As e-services become more important in our lives it is worth recognising those parties who are showing leadership in service delivery and lighting the way for those who follow. For service providers, the AMBER Awards will become the benchmark in both scientific and technical achievement, and in customer service and satisfaction. It is truer than ever that competitors are only a click away – even in traditionally slow-churn sectors such as banking. A highly mobile customer base demands excellence not just in products and services but also in their delivery.
These expectations will only increase as the National Broadband Network moves from conjuncture to reality. And this marks another reason why the debut of the AMBER Awards is timely. With the NBN we have an opportunity to accelerate the transformation of the industries that are represented here, and then see that transformation applied across a wider range of industries in the years to come.
Of course this will mean more awards, but we can deal with that as the need arises.
Overarching this however there is also the possibility of fundamentally transforming the Australian economy. Our prime minister, Kevin Rudd, has already recognised this in a piece written for the Sydney Morning Herald, in which he noted that : “This digital revolution will arguably be the single greatest multiplier of productivity growth."

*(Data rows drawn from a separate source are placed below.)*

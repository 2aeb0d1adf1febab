//! Run report: per-target outcomes and the overall result

use std::fmt;

use chrono::{DateTime, Utc};
use serde::Serialize;

/// Why a target failed
#[derive(Debug, Clone, PartialEq, Eq, Serialize)]
#[serde(rename_all = "snake_case")]
pub enum FailureReason {
    /// A required input was absent or empty; halts the whole run
    MissingRequirement { input: String },
    /// A hard dependency failed, so the action was never invoked
    UpstreamFailure { dependency: String },
    /// The action itself returned an error
    Action { message: String },
}

impl fmt::Display for FailureReason {
    fn fmt(&self, f: &mut fmt::Formatter<'_>) -> fmt::Result {
        match self {
            FailureReason::MissingRequirement { input } => {
                write!(f, "required input '{}' is not set", input)
            }
            FailureReason::UpstreamFailure { dependency } => {
                write!(f, "dependency '{}' failed", dependency)
            }
            FailureReason::Action { message } => write!(f, "{}", message),
        }
    }
}

/// Outcome of a single target within a run
#[derive(Debug, Clone, PartialEq, Eq, Serialize)]
#[serde(rename_all = "snake_case")]
pub enum Outcome {
    /// The action completed without error
    Succeeded,
    /// The condition evaluated false; treated as vacuously successful
    Skipped,
    Failed(FailureReason),
    /// Never attempted because an earlier missing requirement halted the run
    NotRun,
}

impl Outcome {
    /// Returns true for outcomes that do not block dependents
    pub fn is_success(&self) -> bool {
        matches!(self, Outcome::Succeeded | Outcome::Skipped)
    }

    /// Returns true for any failure, including cascaded ones
    pub fn is_failed(&self) -> bool {
        matches!(self, Outcome::Failed(_))
    }

    /// Returns a short display label for the outcome
    pub fn label(&self) -> &'static str {
        match self {
            Outcome::Succeeded => "ok",
            Outcome::Skipped => "skip",
            Outcome::Failed(_) => "fail",
            Outcome::NotRun => "not run",
        }
    }
}

/// Outcome and timing for one target, in plan order
#[derive(Debug, Clone, PartialEq, Eq, Serialize)]
pub struct TargetResult {
    pub name: String,
    pub outcome: Outcome,
    /// Wall time spent in the action, in milliseconds; zero when the
    /// action never ran
    pub duration_ms: u64,
}

/// Overall result of a run
#[derive(Debug, Clone, Copy, PartialEq, Eq, Serialize)]
#[serde(rename_all = "snake_case")]
pub enum OverallResult {
    /// Every target succeeded or was validly skipped
    Success,
    /// At least one target failed; unrelated branches still ran
    Failure,
    /// A missing required input halted the run
    Fatal,
}

impl OverallResult {
    /// Returns the process exit code this result maps to
    pub fn exit_code(&self) -> u8 {
        match self {
            OverallResult::Success => 0,
            OverallResult::Failure => 1,
            OverallResult::Fatal => 2,
        }
    }
}

/// The full record of one execution
#[derive(Debug, Clone, PartialEq, Eq, Serialize)]
pub struct RunReport {
    pub results: Vec<TargetResult>,
    pub overall: OverallResult,
    pub started_at: DateTime<Utc>,
    pub finished_at: DateTime<Utc>,
}

impl RunReport {
    /// Assembles a report, deriving the overall result from the outcomes
    pub fn new(
        results: Vec<TargetResult>,
        started_at: DateTime<Utc>,
        finished_at: DateTime<Utc>,
    ) -> Self {
        let overall = Self::overall_of(&results);
        Self {
            results,
            overall,
            started_at,
            finished_at,
        }
    }

    fn overall_of(results: &[TargetResult]) -> OverallResult {
        let fatal = results.iter().any(|r| {
            matches!(
                r.outcome,
                Outcome::Failed(FailureReason::MissingRequirement { .. })
            )
        });
        if fatal {
            return OverallResult::Fatal;
        }
        if results.iter().all(|r| r.outcome.is_success()) {
            OverallResult::Success
        } else {
            OverallResult::Failure
        }
    }

    /// Returns the outcome recorded for a target, if it was in the plan
    pub fn outcome_of(&self, name: &str) -> Option<&Outcome> {
        self.results
            .iter()
            .find(|r| r.name == name)
            .map(|r| &r.outcome)
    }

    /// Returns true if the overall result is `Success`
    pub fn is_success(&self) -> bool {
        self.overall == OverallResult::Success
    }
}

Furthermore, the development of online services can help to reposition Australia’s place in the world. Today services make up nearly 70 percent of the Australian economy, and employ 75 percent of us, but they contribute only a fraction of our export revenues behind minerals. For example, financial services represents around 7% of Australian GDP, they contribute only 1% of exports. At the same time, the market for financial services in the Asia-Pacific region is projected to grow from US$390 billion in 2004 to US$1.8 trillion by 2020. That’s a huge opportunity.
How does this tie back to the NBN? Because everywhere I turn now I’m hearing conversations about what the NBN might be used for? How can digital services evolve when you take away issues relating to connectivity and bandwidth? The NBN is providing a platform for not only how we can think about improving services for our own customers, but how we can take the expertise we have developed and export it into foreign markets. How can we unshackle our conventional thinking and innovate in ways that build both local GDP and export income.
It’s a huge challenge, but it is a necessary one if we are to wean ourselves off out dependency on primary resources and truly become the clever country.